ECLI:NL:CRVB:2018:3390
Centrale Raad van Beroep
- Hoger beroep
- Rechtspraak.nl
Afwijzing aanvraag bijzondere bijstand voor medische kosten, kleding, schoeisel en woonkosten
Op 30 oktober 2018 heeft de Centrale Raad van Beroep uitspraak gedaan in de zaak van appellante tegen het college van burgemeester en wethouders van Breda. Appellante had een aanvraag ingediend voor bijzondere bijstand voor kosten van kleding, schoeisel, medicatie en woonkosten. De aanvraag werd afgewezen omdat de Zorgverzekeringswet (Zvw) als voorliggende voorziening werd beschouwd voor de kosten van medicatie. Voor de kosten van kleding en schoeisel was er geen sprake van bijzondere omstandigheden die een afwijzing konden rechtvaardigen. Ook voor de woonkosten kon appellante niet aantonen dat er bijzondere omstandigheden waren die recht gaven op bijstand. De rechtbank Zeeland-West-Brabant had eerder de afwijzing van het college bevestigd, en in hoger beroep werd deze uitspraak door de Centrale Raad van Beroep bekrachtigd.
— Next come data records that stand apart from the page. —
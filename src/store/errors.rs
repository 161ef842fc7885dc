// Copyright 2025 Contributors to the Veraison project.
// SPDX-License-Identifier: Apache-2.0

#[derive(thiserror::Error, PartialEq, Eq)]
pub enum Error {
    #[error("Syntax error: {0}")]
    Syntax(String),
    #[error("Semantic error: {0}")]
    Sema(String),
    #[error("Certificate error: {0}")]
    Certificate(String),
}

impl std::fmt::Debug for Error {
    fn fmt(&self, f: &mut std::fmt::Formatter<'_>) -> std::fmt::Result {
        match self {
            Error::Syntax(e) | Error::Sema(e) | Error::Certificate(e) => {
                write!(f, "{}", e)
            }
        }
    }
}
// Copyright 2025 Contributors to the Veraison project.
// SPDX-License-Identifier: Apache-2.0

//! The constraint engine: semantic checks applied to a successfully parsed
//! KeyDescription.  Constraints are evaluated in a fixed order (key origin,
//! security level, root of trust, tag order) and the first violation wins.

use super::config::{ExtensionConstraintConfig, SecurityLevelValidation, ValidationLevel};
use crate::ext::{KeyDescription, SecurityLevel};

/// Which constraint a KeyDescription violated.
#[derive(Debug, Clone, Copy, PartialEq, Eq)]
pub enum ConstraintViolationReason {
    KeyOriginConstraintViolation,
    SecurityLevelConstraintViolation,
    RootOfTrustConstraintViolation,
    AuthorizationListOrderingConstraintViolation,
}

/// A constraint violation: the extension parsed, but its content is not
/// acceptable under the configured levels.
#[derive(Debug, Clone, PartialEq, Eq)]
pub struct ConstraintViolation {
    pub description: String,
    pub reason: ConstraintViolationReason,
}

fn violation(
    description: impl Into<String>,
    reason: ConstraintViolationReason,
) -> Result<(), ConstraintViolation> {
    Err(ConstraintViolation {
        description: description.into(),
        reason,
    })
}

pub(crate) fn check(
    config: &ExtensionConstraintConfig,
    key_description: &KeyDescription,
) -> Result<(), ConstraintViolation> {
    check_key_origin(config, key_description)?;
    check_security_level(config, key_description)?;
    check_root_of_trust(config, key_description)?;
    check_tag_order(config, key_description)?;
    Ok(())
}

fn check_key_origin(
    config: &ExtensionConstraintConfig,
    key_description: &KeyDescription,
) -> Result<(), ConstraintViolation> {
    let origin = key_description.hardware_enforced.origin;
    let reason = ConstraintViolationReason::KeyOriginConstraintViolation;
    match &config.key_origin {
        ValidationLevel::Strict(expected) => match origin {
            Some(o) if o == *expected => Ok(()),
            Some(o) => violation(
                format!("key origin is {o:?}, expecting {expected:?}"),
                reason,
            ),
            None => violation("key origin is absent", reason),
        },
        ValidationLevel::NotNull => match origin {
            Some(_) => Ok(()),
            None => violation("key origin is absent", reason),
        },
        ValidationLevel::Ignore => Ok(()),
    }
}

fn check_security_level(
    config: &ExtensionConstraintConfig,
    key_description: &KeyDescription,
) -> Result<(), ConstraintViolation> {
    let attestation = key_description.attestation_security_level;
    let keymint = key_description.keymint_security_level;
    let reason = ConstraintViolationReason::SecurityLevelConstraintViolation;

    let consistent = || -> Result<(), ConstraintViolation> {
        if attestation == keymint {
            Ok(())
        } else {
            violation(
                format!(
                    "attestation security level {attestation} disagrees with \
                     keymint security level {keymint}"
                ),
                reason,
            )
        }
    };

    match config.security_level {
        SecurityLevelValidation::Strict(expected) => {
            consistent()?;
            if attestation == expected {
                Ok(())
            } else {
                violation(
                    format!("security level is {attestation}, expecting {expected}"),
                    reason,
                )
            }
        }
        SecurityLevelValidation::NotSoftware => {
            consistent()?;
            if attestation == SecurityLevel::Software {
                violation("security level is SOFTWARE", reason)
            } else {
                Ok(())
            }
        }
        SecurityLevelValidation::Consistent => consistent(),
        SecurityLevelValidation::NotNull | SecurityLevelValidation::Ignore => Ok(()),
    }
}

fn check_root_of_trust(
    config: &ExtensionConstraintConfig,
    key_description: &KeyDescription,
) -> Result<(), ConstraintViolation> {
    let root_of_trust = &key_description.hardware_enforced.root_of_trust;
    let reason = ConstraintViolationReason::RootOfTrustConstraintViolation;
    match &config.root_of_trust {
        ValidationLevel::Strict(expected) => match root_of_trust {
            Some(r) if r == expected => Ok(()),
            Some(_) => violation("root of trust differs from the expected value", reason),
            None => violation("root of trust is absent", reason),
        },
        ValidationLevel::NotNull => match root_of_trust {
            Some(_) => Ok(()),
            None => violation("root of trust is absent", reason),
        },
        ValidationLevel::Ignore => Ok(()),
    }
}

fn check_tag_order(
    config: &ExtensionConstraintConfig,
    key_description: &KeyDescription,
) -> Result<(), ConstraintViolation> {
    let reason = ConstraintViolationReason::AuthorizationListOrderingConstraintViolation;
    match config.authorization_list_tag_order {
        ValidationLevel::Strict(expected) => {
            for (which, list) in [
                ("softwareEnforced", &key_description.software_enforced),
                ("hardwareEnforced", &key_description.hardware_enforced),
            ] {
                if list.are_tags_ordered != expected {
                    return violation(
                        format!("{which} authorization list tags are out of order"),
                        reason,
                    );
                }
            }
            Ok(())
        }
        ValidationLevel::NotNull | ValidationLevel::Ignore => Ok(()),
    }
}
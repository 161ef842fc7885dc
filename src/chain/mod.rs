// Copyright 2025 Contributors to the Veraison project.
// SPDX-License-Identifier: Apache-2.0

//! Certificate-chain handling: the structural shape rules that defeat
//! chain-extension attacks, and the PKIX path validation adapter.

pub use self::path::{
    is_software_root, PathValidationError, PathValidationReason, SOFTWARE_ROOT_COMMON_NAME,
};
pub use self::shape::{
    AttestationChain, ChainCertificate, ChainParsingError, ChainParsingReason, ProvisioningMethod,
};

pub(crate) use self::path::validate_path;

mod path;
mod shape;
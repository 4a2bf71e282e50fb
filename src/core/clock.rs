use chrono::{DateTime, Local, NaiveDate, Utc};

/// Source of "today" and of the timestamps used in fallback file names.
pub trait Clock: Send + Sync {
    fn today(&self) -> NaiveDate;
    fn now(&self) -> DateTime<Utc>;
}

/// Wall clock in the device's local timezone.
#[derive(Debug, Clone, Copy, Default)]
pub struct SystemClock;

impl Clock for SystemClock {
    fn today(&self) -> NaiveDate {
        Local::now().date_naive()
    }

    fn now(&self) -> DateTime<Utc> {
        Utc::now()
    }
}

/// Clock pinned to a given instant. Used by tests and previews.
#[derive(Debug, Clone, Copy)]
pub struct FixedClock {
    today: NaiveDate,
    now: DateTime<Utc>,
}

impl FixedClock {
    pub fn new(today: NaiveDate, now: DateTime<Utc>) -> Self {
        Self { today, now }
    }

    /// Pin `today` and place `now` at noon UTC of that day.
    pub fn on(today: NaiveDate) -> Self {
        let now = today
            .and_hms_opt(12, 0, 0)
            .map(|dt| dt.and_utc())
            .unwrap_or_else(Utc::now);
        Self { today, now }
    }
}

impl Clock for FixedClock {
    fn today(&self) -> NaiveDate {
        self.today
    }

    fn now(&self) -> DateTime<Utc> {
        self.now
    }
}
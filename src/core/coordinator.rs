//! Draft-save and submit flows.
//!
//! Every flow follows the same steps: validate locally, build the payload,
//! make one transport call, then apply the result. Local state is only
//! touched after the transport call resolved with a reported success.

use super::availability::DateAvailabilityPolicy;
use super::clock::Clock;
use super::payload::PayloadBuilder;
use super::session::SessionContext;
use super::store::DayRecordStore;
use super::transport::{ImageSelection, ImageSource, Transport, TransportError, TransportResponse};
use crate::errors::{AppError, AppResult};
use crate::models::attachment::ImageAttachment;
use crate::models::day_entry::DayEntry;
use crate::models::draft_row::DraftRow;
use crate::models::field::DayField;
use crate::utils::date;
use chrono::NaiveDate;
use std::collections::BTreeSet;
use std::sync::atomic::{AtomicBool, AtomicU64, Ordering};
use std::sync::{Arc, Mutex, MutexGuard};
use tracing::{debug, info, warn};

const DRAFT_TRANSPORT_FAILURE: &str = "There was an error saving the draft.";
const SUBMIT_TRANSPORT_FAILURE: &str = "There was an error uploading the timesheet.";
const DRAFT_BACKEND_FAILURE: &str = "Save failed";
const SUBMIT_BACKEND_FAILURE: &str = "Upload failed";

#[derive(Debug, Clone, PartialEq, Eq)]
pub struct DraftSaved {
    pub date: NaiveDate,
    /// Cursor after the save (next day unless the saved date was today).
    pub cursor: NaiveDate,
    pub message: Option<String>,
}

#[derive(Debug, Clone, PartialEq, Eq)]
pub struct Submitted {
    pub dates: Vec<NaiveDate>,
    pub with_image: bool,
    pub message: Option<String>,
}

#[derive(Debug)]
struct EngineState {
    days: DayRecordStore,
    image: Option<ImageAttachment>,
    cursor: NaiveDate,
    availability: DateAvailabilityPolicy,
    server_drafts: Vec<DraftRow>,
    /// Ticket of the newest refresh whose results were applied.
    refresh_applied: u64,
}

/// Resets the busy flag when the flow ends, including when its future is dropped.
struct BusyGuard<'a>(&'a AtomicBool);

impl Drop for BusyGuard<'_> {
    fn drop(&mut self) {
        self.0.store(false, Ordering::Release);
    }
}

pub struct SubmissionCoordinator {
    transport: Arc<dyn Transport>,
    session: Arc<SessionContext>,
    clock: Arc<dyn Clock>,
    state: Mutex<EngineState>,
    busy: AtomicBool,
    refresh_seq: AtomicU64,
}

impl SubmissionCoordinator {
    /// New coordinator with the cursor on today and nothing staged.
    pub fn new(
        transport: Arc<dyn Transport>,
        session: Arc<SessionContext>,
        clock: Arc<dyn Clock>,
    ) -> Self {
        let today = clock.today();
        Self {
            transport,
            session,
            clock,
            state: Mutex::new(EngineState {
                days: DayRecordStore::new(),
                image: None,
                cursor: today,
                availability: DateAvailabilityPolicy::default(),
                server_drafts: Vec::new(),
                refresh_applied: 0,
            }),
            busy: AtomicBool::new(false),
            refresh_seq: AtomicU64::new(0),
        }
    }

    fn state(&self) -> MutexGuard<'_, EngineState> {
        self.state.lock().unwrap_or_else(|e| e.into_inner())
    }

    fn acquire(&self) -> AppResult<BusyGuard<'_>> {
        self.busy
            .compare_exchange(false, true, Ordering::AcqRel, Ordering::Acquire)
            .map_err(|_| AppError::Busy)?;
        Ok(BusyGuard(&self.busy))
    }

    // ---------------------------
    // Snapshots
    // ---------------------------

    pub fn session(&self) -> &SessionContext {
        &self.session
    }

    pub fn today(&self) -> NaiveDate {
        self.clock.today()
    }

    pub fn cursor(&self) -> NaiveDate {
        self.state().cursor
    }

    pub fn entry(&self, date: NaiveDate) -> DayEntry {
        self.state().days.get(date)
    }

    pub fn drafts(&self) -> DayRecordStore {
        self.state().days.clone()
    }

    pub fn image(&self) -> Option<ImageAttachment> {
        self.state().image.clone()
    }

    pub fn uploaded_dates(&self) -> BTreeSet<NaiveDate> {
        self.state().availability.uploaded_dates().clone()
    }

    pub fn server_drafts(&self) -> Vec<DraftRow> {
        self.state().server_drafts.clone()
    }

    pub fn is_disabled(&self, date: NaiveDate) -> bool {
        self.state().availability.is_disabled(date, self.clock.today())
    }

    pub fn is_busy(&self) -> bool {
        self.busy.load(Ordering::Acquire)
    }

    // ---------------------------
    // Mutations requested by the UI
    // ---------------------------

    pub fn set_field(&self, date: NaiveDate, field: DayField) {
        self.state().days.set_field(date, field);
    }

    /// Move the cursor to `date` unless the date is disabled.
    pub fn select_date(&self, date: NaiveDate) -> AppResult<()> {
        let today = self.clock.today();
        let mut state = self.state();
        if state.availability.is_disabled(date, today) {
            return Err(AppError::Validation(format!(
                "Date {} cannot be edited",
                date::format_date(date)
            )));
        }
        state.cursor = date;
        Ok(())
    }

    /// Await the image picker; a cancelled pick changes nothing.
    pub async fn pick_image(&self, source: &dyn ImageSource) -> Option<ImageAttachment> {
        match source.pick().await {
            ImageSelection::Picked(img) => {
                debug!(uri = %img.uri, "image attached");
                self.state().image = Some(img.clone());
                Some(img)
            }
            ImageSelection::Cancelled => None,
        }
    }

    pub fn clear_image(&self) {
        self.state().image = None;
    }

    // ---------------------------
    // Flows
    // ---------------------------

    /// Save the cursor date's entry as a draft.
    pub async fn save_draft(&self) -> AppResult<DraftSaved> {
        let _busy = self.acquire()?;
        let today = self.clock.today();

        let (payload, date) = {
            let state = self.state();
            let date = state.cursor;
            let entry = state.days.get(date);
            if !entry.is_complete() {
                warn!(%date, "draft rejected: incomplete entry");
                return Err(AppError::Validation(
                    "All fields are required for the current date!".to_string(),
                ));
            }
            if state.availability.is_disabled(date, today) {
                warn!(%date, "draft rejected: date disabled");
                return Err(AppError::Validation(format!(
                    "Date {} cannot be edited",
                    date::format_date(date)
                )));
            }
            let builder = PayloadBuilder::new(self.clock.now());
            (builder.draft(&entry, state.image.as_ref()), date)
        };

        debug!(%date, parts = payload.parts().len(), "sending draft");
        let token = self.session.token();
        let result = self.transport.save_draft(&payload, token.as_deref()).await;
        let response = self.interpret(result, DRAFT_TRANSPORT_FAILURE, DRAFT_BACKEND_FAILURE)?;

        // today stays editable for same-day corrections
        let next = if date != today {
            Some(date::next_day(date)?)
        } else {
            None
        };

        let cursor = {
            let mut state = self.state();
            state.days.clear();
            state.image = None;
            if let Some(next) = next {
                state.cursor = next;
            }
            state.cursor
        };
        info!(%date, %cursor, "draft saved");

        self.refresh_after_success().await;

        Ok(DraftSaved {
            date,
            cursor,
            message: response.message,
        })
    }

    /// Submit every staged entry as one batch.
    pub async fn submit(&self) -> AppResult<Submitted> {
        let _busy = self.acquire()?;
        let today = self.clock.today();

        let (payload, dates, with_image) = {
            let state = self.state();
            let cursor_entry = state.days.get(state.cursor);
            // looser than the draft check on purpose: any one field or a photo
            if !cursor_entry.has_any_time_field() && state.image.is_none() {
                warn!(cursor = %state.cursor, "submit rejected: nothing to send");
                return Err(AppError::Validation("min one field is required".to_string()));
            }
            if let Some(date) = state
                .days
                .dates()
                .find(|d| state.availability.is_disabled(*d, today))
            {
                warn!(%date, "submit rejected: date disabled");
                return Err(AppError::Validation(format!(
                    "Date {} cannot be submitted",
                    date::format_date(date)
                )));
            }
            let builder = PayloadBuilder::new(self.clock.now());
            (
                builder.submit(&state.days, state.cursor, state.image.as_ref()),
                state.days.dates().collect::<Vec<_>>(),
                state.image.is_some(),
            )
        };

        debug!(dates = dates.len(), with_image, "sending submission");
        let token = self.session.token();
        let result = self.transport.submit(&payload, token.as_deref()).await;
        let response = self.interpret(result, SUBMIT_TRANSPORT_FAILURE, SUBMIT_BACKEND_FAILURE)?;

        {
            let mut state = self.state();
            state.days.clear();
            state.image = None;
        }
        info!(dates = dates.len(), "timesheet submitted");

        self.refresh_after_success().await;

        Ok(Submitted {
            dates,
            with_image,
            message: response.message,
        })
    }

    /// Reload uploaded dates and the backend draft listing.
    ///
    /// A 401 purges the session; other failures keep the previous snapshot.
    /// Overlapping refreshes are allowed: results older than the last applied
    /// snapshot are dropped.
    pub async fn refresh(&self) -> AppResult<()> {
        let ticket = self.refresh_seq.fetch_add(1, Ordering::AcqRel) + 1;
        let token = self.session.token();

        let dates = self.transport.list_uploaded_dates(token.as_deref()).await;
        let uploaded = self
            .interpret(dates, "Could not load uploaded dates", "Could not load uploaded dates")
            .map(|resp| parse_uploaded_dates(resp.data.as_ref()));

        if let Err(AppError::Unauthorized) = uploaded {
            return Err(AppError::Unauthorized);
        }

        let drafts = self.transport.list_drafts(token.as_deref()).await;
        let drafts = self
            .interpret(drafts, "Could not load drafts", "Could not load drafts")
            .map(|resp| parse_draft_rows(resp.data.as_ref()));

        if let Err(AppError::Unauthorized) = drafts {
            return Err(AppError::Unauthorized);
        }

        let mut first_error = None;
        {
            let mut state = self.state();
            if ticket < state.refresh_applied {
                debug!(ticket, applied = state.refresh_applied, "dropping stale refresh");
                return Ok(());
            }
            state.refresh_applied = ticket;
            match uploaded {
                Ok(dates) => state.availability.replace_uploaded(dates),
                Err(e) => first_error = Some(e),
            }
            match drafts {
                Ok(rows) => state.server_drafts = rows,
                Err(e) => {
                    if first_error.is_none() {
                        first_error = Some(e);
                    }
                }
            }
        }

        match first_error {
            Some(e) => Err(e),
            None => Ok(()),
        }
    }

    async fn refresh_after_success(&self) {
        if let Err(e) = self.refresh().await {
            warn!(error = %e, "refresh after success failed");
        }
    }

    /// Map a transport result onto the error taxonomy. A 401 purges the session.
    fn interpret(
        &self,
        result: Result<TransportResponse, TransportError>,
        transport_failure: &str,
        backend_failure: &str,
    ) -> AppResult<TransportResponse> {
        let response = match result {
            Ok(r) => r,
            Err(e) => {
                warn!(error = %e, "transport failure");
                return Err(AppError::Transport(transport_failure.to_string()));
            }
        };

        if response.success {
            return Ok(response);
        }

        if response.is_unauthorized() {
            warn!("backend answered 401");
            self.session.purge();
            return Err(AppError::Unauthorized);
        }

        let message = response
            .message
            .unwrap_or_else(|| backend_failure.to_string());
        warn!(status = ?response.status, %message, "backend rejected the call");
        Err(AppError::Backend(message))
    }
}

fn parse_uploaded_dates(data: Option<&serde_json::Value>) -> Vec<NaiveDate> {
    let Some(serde_json::Value::Array(items)) = data else {
        return Vec::new();
    };

    items
        .iter()
        .filter_map(|v| v.as_str())
        .filter_map(|s| {
            let parsed = date::parse_date_prefix(s);
            if parsed.is_none() {
                warn!(value = s, "ignoring unparseable uploaded date");
            }
            parsed
        })
        .collect()
}

fn parse_draft_rows(data: Option<&serde_json::Value>) -> Vec<DraftRow> {
    match data {
        Some(value) => serde_json::from_value(value.clone()).unwrap_or_else(|e| {
            warn!(error = %e, "ignoring malformed draft listing");
            Vec::new()
        }),
        None => Vec::new(),
    }
}
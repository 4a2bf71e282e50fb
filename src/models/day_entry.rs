use super::{field::DayField, lunch::LunchBreak, time_slot::TimeSlot};
use chrono::NaiveDate;
use serde::Serialize;

#[derive(Debug, Clone, PartialEq, Serialize)]
pub struct DayEntry {
    pub date: NaiveDate,
    pub time_in: Option<TimeSlot>,
    pub time_out: Option<TimeSlot>,
    pub lunch: LunchBreak,
    pub total_hours: Option<f64>,
}

impl DayEntry {
    pub fn empty(date: NaiveDate) -> Self {
        Self {
            date,
            time_in: None,
            time_out: None,
            lunch: LunchBreak::None,
            total_hours: None,
        }
    }

    pub fn apply(&mut self, field: DayField) {
        match field {
            DayField::TimeIn(t) => self.time_in = Some(t),
            DayField::TimeOut(t) => self.time_out = Some(t),
            DayField::Lunch(l) => self.lunch = l,
            DayField::TotalHours(h) => self.total_hours = Some(h),
        }
    }

    /// Time in, time out and total hours are all set.
    pub fn is_complete(&self) -> bool {
        self.time_in.is_some() && self.time_out.is_some() && self.total_hours.is_some()
    }

    /// At least one of time in, time out or total hours is set.
    /// The lunch break alone does not count.
    pub fn has_any_time_field(&self) -> bool {
        self.time_in.is_some() || self.time_out.is_some() || self.total_hours.is_some()
    }

    pub fn date_str(&self) -> String {
        self.date.format("%Y-%m-%d").to_string()
    }
}
//! rTimesheet library root.
//! Timesheet draft & submission engine plus the offline CLI around it.

pub mod cli;
pub mod config;
pub mod core;
pub mod errors;
pub mod models;
pub mod ui;
pub mod utils;

use clap::Parser;
use cli::parser::{Cli, Commands};
use config::Config;
use errors::AppResult;
use tracing_subscriber::EnvFilter;

/// Central command dispatcher
pub fn dispatch(cli: &Cli, cfg: &Config) -> AppResult<()> {
    match &cli.command {
        Commands::Init { .. } => cli::commands::init::handle(&cli.command),
        Commands::Config { .. } => cli::commands::config::handle(&cli.command, cfg),
        Commands::Slots { .. } => cli::commands::slots::handle(&cli.command, cfg),
        Commands::Check { .. } => cli::commands::check::handle(&cli.command),
        Commands::Preview { .. } => cli::commands::preview::handle(&cli.command, cfg),
    }
}

/// Install the stderr tracing subscriber. RUST_LOG wins over the configured filter.
pub fn init_tracing(cfg: &Config) {
    let filter = EnvFilter::try_from_default_env()
        .unwrap_or_else(|_| EnvFilter::new(cfg.log_filter.as_str()));

    let _ = tracing_subscriber::fmt()
        .with_env_filter(filter)
        .with_writer(std::io::stderr)
        .with_target(false)
        .try_init();
}

/// Entry point used by main.rs
pub fn run() -> AppResult<()> {
    let cli = Cli::parse();

    let cfg = Config::load()?;
    init_tracing(&cfg);

    dispatch(&cli, &cfg)
}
De Raad oordeelde dat appellante niet had aangetoond dat de kosten voor kleding en schoeisel noodzakelijk waren en dat zij niet had voldaan aan de verplichtingen om naar goedkopere woonruimte te zoeken. De Raad concludeerde dat er geen grond was voor een veroordeling tot schadevergoeding en dat de proceskosten niet vergoed dienden te worden.